Bourque, auteur du but victorieux dans le troisième duel de la série, avait fait venir au New Jersey ses amis proches et les membres de sa famille.
Au cas où ce serait son chant du cygne en carrière.
« J'étais confiant, mais on ne sait jamais. J'étais très émotif en pensant que c'était peut-être ma dernière séance d'entraînement avec l'équipe, mon dernier repas avec mes coéquipiers, la dernière fois pour tout. »
Un an plus tôt, les Bruins de Boston, l'unique équipe pour laquelle Bourque avait évolué dans la LNH, l'avaient cédé à l'Avalanche à la date limite des transactions afin de lui procurer une chance de gagner la Coupe.
L'Avalanche a subi l'élimination en 2000 contre les Stars de Dallas en finale de l'Association de l'Ouest, en sept matchs. Les séries de 2001 représentaient donc son dernier espoir de réussite.
Au lendemain du cinquième match qui acculait l'Avalanche au mur, Bourque a tenu un discours inspirant à ses coéquipiers au cours d'une réunion d'équipe.
« Les gars étaient abattus. J'attendais qu'un d'entre eux prenne la parole, mais il y avait un silence de mort », relate Bob Hartley, l'entraîneur de l'Avalanche à l'époque. « Raymond, la larme à l'œil, a brièvement parlé essentiellement pour dire qu'il lui restait un match ou deux à jouer avant la retraite et ce qu'il voulait c'est de gagner la Coupe. Je n'avais rien eu à ajouter. Les gars étaient repartis 'crinqués'. »
Tous unis pour la cause, ils ont relevé le défi au New Jersey en provoquant l'égalité dans la série grâce à une brillante victoire de 4-0.
« On doit une fière chandelle à Patrick Roy qui a tout arrêté au cours des 10 premières minutes de jeu », rappelle Bourque.

RayBourque_2001StanleyCup

Au retour de la série au Colorado pour l'ultime rencontre, le capitaine Joe Sakic planchait déjà sur un scénario de remise de la Coupe à Bourque.
« Joe était énervé. Il courait partout dans l'avion lors du vol de retour, confie Bourque. Il tenait à élaborer une mise en scène. Il est venu me voir pour me demander : 'On fait quoi avec la Coupe?' Je lui ai dit : 'Jouons d'abord le match et on verra ensuite'. »

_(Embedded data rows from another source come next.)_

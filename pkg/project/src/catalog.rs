use anyhow::Result;
use async_trait::async_trait;
use pkg_types::cluster::Cluster;
use pkg_types::config::CatalogConfigFile;

/// Lists repositories that applications may source manifests from.
#[async_trait]
pub trait RepositoryLister: Send + Sync {
    async fn list_repositories(&self) -> Result<Vec<String>>;
}

/// Lists clusters applications may be deployed to.
#[async_trait]
pub trait ClusterLister: Send + Sync {
    async fn list_clusters(&self) -> Result<Vec<Cluster>>;
}

/// Lists known GnuPG signature key IDs.
#[async_trait]
pub trait SignatureKeyLister: Send + Sync {
    async fn list_signature_keys(&self) -> Result<Vec<String>>;
}

/// Fixed listings, typically loaded from a catalog config file.
#[derive(Debug, Clone, Default)]
pub struct StaticCatalog {
    repositories: Vec<String>,
    clusters: Vec<Cluster>,
    signature_keys: Vec<String>,
}

impl StaticCatalog {
    pub fn new(repositories: Vec<String>, clusters: Vec<Cluster>, signature_keys: Vec<String>) -> Self {
        Self {
            repositories,
            clusters,
            signature_keys,
        }
    }
}

impl From<CatalogConfigFile> for StaticCatalog {
    fn from(cfg: CatalogConfigFile) -> Self {
        Self::new(cfg.repositories, cfg.clusters, cfg.signature_keys)
    }
}

#[async_trait]
impl RepositoryLister for StaticCatalog {
    async fn list_repositories(&self) -> Result<Vec<String>> {
        Ok(self.repositories.clone())
    }
}

#[async_trait]
impl ClusterLister for StaticCatalog {
    async fn list_clusters(&self) -> Result<Vec<Cluster>> {
        Ok(self.clusters.clone())
    }
}

#[async_trait]
impl SignatureKeyLister for StaticCatalog {
    async fn list_signature_keys(&self) -> Result<Vec<String>> {
        Ok(self.signature_keys.clone())
    }
}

Sakic avait déjà en tête qu'il passerait la Coupe à Bourque. L'Avalanche a pris les moyens afin de mettre en œuvre son plan en signant un autre gain sans appel de 3-1 dans le match no 7, le 9 juin 2001.

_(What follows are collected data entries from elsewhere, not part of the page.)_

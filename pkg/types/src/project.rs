use pkg_constants::project::DEFAULT_NAMESPACE;
use serde::{Deserialize, Serialize};
use serde_json::Value;

// --- List entries ---

/// Kubernetes API group and kind identifying a class of objects.
#[derive(Debug, Clone, Default, PartialEq, Eq, Serialize, Deserialize)]
pub struct GroupKind {
    #[serde(default)]
    pub group: String,
    #[serde(default)]
    pub kind: String,
}

impl GroupKind {
    pub fn new(group: impl Into<String>, kind: impl Into<String>) -> Self {
        Self {
            group: group.into(),
            kind: kind.into(),
        }
    }

    /// Copy with surrounding whitespace removed from group and kind.
    pub fn trimmed(&self) -> Self {
        Self {
            group: self.group.trim().to_string(),
            kind: self.kind.trim().to_string(),
        }
    }
}

/// Cluster and namespace an application may be deployed to.
#[derive(Debug, Clone, PartialEq, Eq, Serialize, Deserialize)]
pub struct Destination {
    /// Cluster server identifier, or `*` for any cluster.
    pub server: String,
    #[serde(default = "default_namespace")]
    pub namespace: String,
}

impl Destination {
    pub fn new(server: impl Into<String>, namespace: impl Into<String>) -> Self {
        Self {
            server: server.into(),
            namespace: namespace.into(),
        }
    }
}

fn default_namespace() -> String {
    DEFAULT_NAMESPACE.to_string()
}

/// GnuPG key ID that commits must be signed with before they are synced.
#[derive(Debug, Clone, Default, PartialEq, Eq, Serialize, Deserialize)]
pub struct SignatureKey {
    #[serde(rename = "keyID")]
    pub key_id: String,
}

impl SignatureKey {
    pub fn new(key_id: impl Into<String>) -> Self {
        Self {
            key_id: key_id.into(),
        }
    }
}

/// Resource that must not be reported as orphaned.
#[derive(Debug, Clone, Default, PartialEq, Eq, Serialize, Deserialize)]
pub struct OrphanedResourceKey {
    #[serde(default)]
    pub group: String,
    #[serde(default)]
    pub kind: String,
    #[serde(default)]
    pub name: String,
}

impl OrphanedResourceKey {
    pub fn new(
        group: impl Into<String>,
        kind: impl Into<String>,
        name: impl Into<String>,
    ) -> Self {
        Self {
            group: group.into(),
            kind: kind.into(),
            name: name.into(),
        }
    }
}

/// Orphaned-resource monitoring settings. Only exists while monitoring is on.
#[derive(Debug, Clone, Default, PartialEq, Eq)]
pub struct OrphanedResourcesMonitor {
    pub warn: bool,
    pub ignore: Vec<OrphanedResourceKey>,
}

/// Project fields the access-policy editor carries but never edits.
#[derive(Debug, Clone, Default, PartialEq)]
pub struct Passthrough {
    pub roles: Vec<Value>,
    pub sync_windows: Vec<Value>,
    /// Monitor settings saved while monitoring is switched off. Restored
    /// when monitoring is re-enabled and written back unchanged otherwise.
    pub disabled_orphaned: OrphanedResourcesMonitor,
}

// --- Policy ---

/// Editable access-control configuration of one project.
///
/// Serializes in the flat wire form ([`ProjectParams`]).
#[derive(Debug, Clone, Default, PartialEq, Serialize, Deserialize)]
#[serde(from = "ProjectParams", into = "ProjectParams")]
pub struct ProjectAccessPolicy {
    pub name: String,
    pub description: String,
    /// Repository URLs (or `*`) manifests may be fetched from, in display order.
    pub source_repos: Vec<String>,
    pub destinations: Vec<Destination>,
    pub cluster_resource_allowlist: Vec<GroupKind>,
    pub cluster_resource_blocklist: Vec<GroupKind>,
    pub namespace_resource_blocklist: Vec<GroupKind>,
    pub namespace_resource_allowlist: Vec<GroupKind>,
    pub signature_keys: Vec<SignatureKey>,
    /// `None` means orphaned-resource monitoring is disabled.
    pub orphaned_resources: Option<OrphanedResourcesMonitor>,
    pub passthrough: Passthrough,
}

impl ProjectAccessPolicy {
    pub fn named(name: impl Into<String>) -> Self {
        Self {
            name: name.into(),
            ..Default::default()
        }
    }

    pub fn orphaned_resources_enabled(&self) -> bool {
        self.orphaned_resources.is_some()
    }
}

// --- Wire form ---

/// Flat project parameters as exchanged with the project API and stored in
/// project files.
#[derive(Debug, Clone, Default, PartialEq, Serialize, Deserialize)]
#[serde(rename_all = "camelCase")]
pub struct ProjectParams {
    #[serde(default)]
    pub name: String,
    #[serde(default)]
    pub description: String,
    #[serde(default)]
    pub source_repos: Vec<String>,
    #[serde(default)]
    pub destinations: Vec<Destination>,
    #[serde(default)]
    pub roles: Vec<Value>,
    #[serde(default)]
    pub sync_windows: Vec<Value>,
    #[serde(default)]
    pub cluster_resource_allowlist: Vec<GroupKind>,
    #[serde(default)]
    pub cluster_resource_blocklist: Vec<GroupKind>,
    #[serde(default)]
    pub namespace_resource_blocklist: Vec<GroupKind>,
    #[serde(default)]
    pub namespace_resource_allowlist: Vec<GroupKind>,
    #[serde(default)]
    pub signature_keys: Vec<SignatureKey>,
    #[serde(default)]
    pub orphaned_resources_enabled: bool,
    #[serde(default)]
    pub orphaned_resources_warn: bool,
    #[serde(default)]
    pub orphaned_resource_ignore_list: Vec<OrphanedResourceKey>,
}

impl From<ProjectParams> for ProjectAccessPolicy {
    fn from(p: ProjectParams) -> Self {
        let monitor = OrphanedResourcesMonitor {
            warn: p.orphaned_resources_warn,
            ignore: p.orphaned_resource_ignore_list,
        };
        let (orphaned_resources, disabled_orphaned) = if p.orphaned_resources_enabled {
            (Some(monitor), OrphanedResourcesMonitor::default())
        } else {
            (None, monitor)
        };
        Self {
            name: p.name,
            description: p.description,
            source_repos: p.source_repos,
            destinations: p.destinations,
            cluster_resource_allowlist: p.cluster_resource_allowlist,
            cluster_resource_blocklist: p.cluster_resource_blocklist,
            namespace_resource_blocklist: p.namespace_resource_blocklist,
            namespace_resource_allowlist: p.namespace_resource_allowlist,
            signature_keys: p.signature_keys,
            orphaned_resources,
            passthrough: Passthrough {
                roles: p.roles,
                sync_windows: p.sync_windows,
                disabled_orphaned,
            },
        }
    }
}

impl From<ProjectAccessPolicy> for ProjectParams {
    fn from(p: ProjectAccessPolicy) -> Self {
        let enabled = p.orphaned_resources.is_some();
        let monitor = p
            .orphaned_resources
            .unwrap_or(p.passthrough.disabled_orphaned);
        Self {
            name: p.name,
            description: p.description,
            source_repos: p.source_repos,
            destinations: p.destinations,
            roles: p.passthrough.roles,
            sync_windows: p.passthrough.sync_windows,
            cluster_resource_allowlist: p.cluster_resource_allowlist,
            cluster_resource_blocklist: p.cluster_resource_blocklist,
            namespace_resource_blocklist: p.namespace_resource_blocklist,
            namespace_resource_allowlist: p.namespace_resource_allowlist,
            signature_keys: p.signature_keys,
            orphaned_resources_enabled: enabled,
            orphaned_resources_warn: monitor.warn,
            orphaned_resource_ignore_list: monitor.ignore,
        }
    }
}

« En avant par trois buts pendant la rencontre, c'était plus fort que moi. Je ne pouvais pas m'empêcher de penser, 'Cr…ça n'a pas de bon sens, on va gagner la Coupe'. Et là, je me ressaisissais en me disant ce que les psychologues sportifs nous répétaient : 'Reste dans le moment Raymond'.
« Au cours des dernières minutes, j'avais de la difficulté à respirer. Je pensais que j'allais perdre conscience, lance-t-il. Dès que je revenais au banc, on me renvoyait sur la glace. On voulait que j'y sois jusqu'à la fin. »

La passe parfaite
La scène de la remise de la Coupe de Sakic à Bourque demeure un des moments marquants de l'histoire des séries.

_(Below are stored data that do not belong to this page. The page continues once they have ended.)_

use crate::defaults::EntryDefaults;
use crate::edit::{PolicyEdit, apply_edit};
use crate::error::EditError;
use crate::ops::{FieldErrors, normalize, validate};
use async_trait::async_trait;
use pkg_types::project::ProjectAccessPolicy;
use std::fmt;
use tracing::{debug, info, warn};

/// Persists a submitted policy. Failure semantics belong to the sink.
#[async_trait]
pub trait SubmitSink: Send + Sync {
    async fn submit(&self, policy: ProjectAccessPolicy) -> anyhow::Result<()>;
}

#[derive(Debug, Clone, Copy, PartialEq, Eq)]
pub enum SessionState {
    Editing,
    Submitting,
    Success,
    Failed,
    Cancelled,
}

impl fmt::Display for SessionState {
    fn fmt(&self, f: &mut fmt::Formatter<'_>) -> fmt::Result {
        match self {
            SessionState::Editing => write!(f, "Editing"),
            SessionState::Submitting => write!(f, "Submitting"),
            SessionState::Success => write!(f, "Success"),
            SessionState::Failed => write!(f, "Failed"),
            SessionState::Cancelled => write!(f, "Cancelled"),
        }
    }
}

#[derive(Debug, Clone, PartialEq)]
pub enum SubmitOutcome {
    /// The sink accepted the normalized policy.
    Submitted(ProjectAccessPolicy),
    /// Validation failed; the sink was not called.
    Invalid(FieldErrors),
}

/// One editing session over a project's access policy.
///
/// Every edit replaces the held policy with a freshly computed value. While a
/// submit is in flight the session is mutably borrowed, so no edit can race
/// with normalization.
#[derive(Debug)]
pub struct EditSession {
    policy: ProjectAccessPolicy,
    defaults: EntryDefaults,
    state: SessionState,
    name_readonly: bool,
    last_error: Option<String>,
}

impl EditSession {
    pub fn new(policy: ProjectAccessPolicy, defaults: EntryDefaults) -> Self {
        Self {
            policy,
            defaults,
            state: SessionState::Editing,
            name_readonly: false,
            last_error: None,
        }
    }

    /// Session over an existing project; its name cannot be changed.
    pub fn for_existing(policy: ProjectAccessPolicy, defaults: EntryDefaults) -> Self {
        Self {
            name_readonly: true,
            ..Self::new(policy, defaults)
        }
    }

    pub fn policy(&self) -> &ProjectAccessPolicy {
        &self.policy
    }

    pub fn into_policy(self) -> ProjectAccessPolicy {
        self.policy
    }

    pub fn state(&self) -> SessionState {
        self.state
    }

    pub fn defaults(&self) -> &EntryDefaults {
        &self.defaults
    }

    pub fn is_name_readonly(&self) -> bool {
        self.name_readonly
    }

    /// Error message of the last failed submit, cleared by the next edit.
    pub fn last_error(&self) -> Option<&str> {
        self.last_error.as_deref()
    }

    pub fn validate(&self) -> FieldErrors {
        validate(&self.policy)
    }

    /// Apply one user action. A rejected edit leaves the policy unchanged.
    pub fn apply(&mut self, edit: PolicyEdit) -> Result<(), EditError> {
        self.ensure_editable()?;
        if self.name_readonly && matches!(edit, PolicyEdit::SetName(_)) {
            return Err(EditError::NameReadOnly);
        }
        debug!("Applying edit to project '{}': {:?}", self.policy.name, edit);

        self.policy = apply_edit(&self.policy, edit, &self.defaults)?;
        self.state = SessionState::Editing;
        self.last_error = None;
        Ok(())
    }

    /// Validate, normalize and hand the policy to `sink`.
    ///
    /// On sink failure the session moves to `Failed` with the policy exactly
    /// as it was before the attempt; the caller may edit and resubmit.
    ///
    /// Dropping the returned future before the sink answers puts the session
    /// back into `Editing`. Whether the sink applied the policy is then
    /// unknown to the session.
    pub async fn submit(&mut self, sink: &dyn SubmitSink) -> Result<SubmitOutcome, EditError> {
        self.ensure_editable()?;

        let errors = self.validate();
        if !errors.is_empty() {
            warn!("Project submit blocked: {} field error(s)", errors.len());
            self.state = SessionState::Editing;
            return Ok(SubmitOutcome::Invalid(errors));
        }

        let guard = SubmitGuard::enter(&mut self.state);
        let normalized = normalize(self.policy.clone());
        info!("Submitting project '{}'", normalized.name);

        match sink.submit(normalized.clone()).await {
            Ok(()) => {
                info!("Project '{}' submitted", normalized.name);
                guard.finish(SessionState::Success);
                self.policy = normalized.clone();
                self.last_error = None;
                Ok(SubmitOutcome::Submitted(normalized))
            }
            Err(e) => {
                warn!("Project '{}' submit failed: {:#}", normalized.name, e);
                guard.finish(SessionState::Failed);
                self.last_error = Some(format!("{:#}", e));
                Err(EditError::Submit(e))
            }
        }
    }

    /// Abandon the session, returning the discarded policy.
    pub fn cancel(&mut self) -> Result<ProjectAccessPolicy, EditError> {
        self.ensure_editable()?;
        info!("Edit of project '{}' cancelled", self.policy.name);
        self.state = SessionState::Cancelled;
        Ok(self.policy.clone())
    }

    fn ensure_editable(&self) -> Result<(), EditError> {
        match self.state {
            SessionState::Editing | SessionState::Failed => Ok(()),
            other => Err(EditError::NotEditing(other)),
        }
    }
}

/// Holds the session in `Submitting` for the duration of a sink call.
struct SubmitGuard<'a> {
    state: &'a mut SessionState,
}

impl<'a> SubmitGuard<'a> {
    fn enter(state: &'a mut SessionState) -> Self {
        *state = SessionState::Submitting;
        Self { state }
    }

    fn finish(self, outcome: SessionState) {
        *self.state = outcome;
    }
}

impl Drop for SubmitGuard<'_> {
    fn drop(&mut self) {
        if *self.state == SessionState::Submitting {
            warn!("Submit abandoned before the sink answered; back to editing");
            *self.state = SessionState::Editing;
        }
    }
}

« Joe Sakic a fait de sublimes passes pendant sa carrière, mais jamais une aussi formidable que celle-là, image Bob Hartley. C'est une des plus belles passes de l'histoire de la ligue. »
« Sans contredit ma plus facile », ajoute Sakic.
Sakic était tellement pressé de remettre le trophée à Bourque en le recevant du commissaire de la LNH Gary Bettman que Bettman a dû tirer dessus afin de lui rappeler qu'on devait auparavant prendre une photo pour la postérité.
« Le geste que Joe a posé montre toute sa grande classe », affirme Bourque.
Quand Bourque a brandi la Coupe, les partisans hurlaient de joie et l'émotion était à son comble au Pepsi Center de Denver ainsi que dans plusieurs foyers à travers l'Amérique du Nord.
« Sur place, c'était magique. Tout le monde avait les yeux dans l'eau, se remémore Hartley. Avec les années, je suis plus émotif quand je revois les images. J'ai davantage le 'motton'. C'est un des plus beaux moments de ma carrière. J'ai été privilégié de le vivre. »
« Ce que j'ai dit au moment où j'avais la Coupe, ça ne se répète pas publiquement », confie Bourque, le plus sérieusement du monde.
C'était une phrase du genre : « Je l'ai enfin gagnée cette Coupe-là », entrecoupée de quelques jurons.
Un cri du cœur libérateur de la frustration refoulée de plusieurs échecs en séries et du poids public qu'il portait de ne jamais avoir gagné le sacre ultime malgré une formidable carrière de 1612 matchs en saison régulière et de 214 autres en séries.
« C'est dur en 'maudit' de gagner ce trophée-là », dit celui qui avait participé à deux autres Finales dans l'uniforme des Bruins. « Il y a quatre rondes à gagner, des blessures et plusieurs autres facteurs. »
Parlez-en à Joe Thornton et à Patrick Marleau des Sharks de San Jose qui sont si près et si loin en même temps cette année. Les deux vétérans se retrouvent à un match de l'élimination en Finale contre les Penguins de Pittsburgh, qui tirent de l'avant 3-1 dans la série et pourront gagner la Coupe dès jeudi dans le match no 5 (20h HE; TVA Sports, CBC, NBC).
Thornton et Marleau ont disputé 1367 et 1411 matchs respectivement en saison régulière, en plus de 154 et 169 en séries.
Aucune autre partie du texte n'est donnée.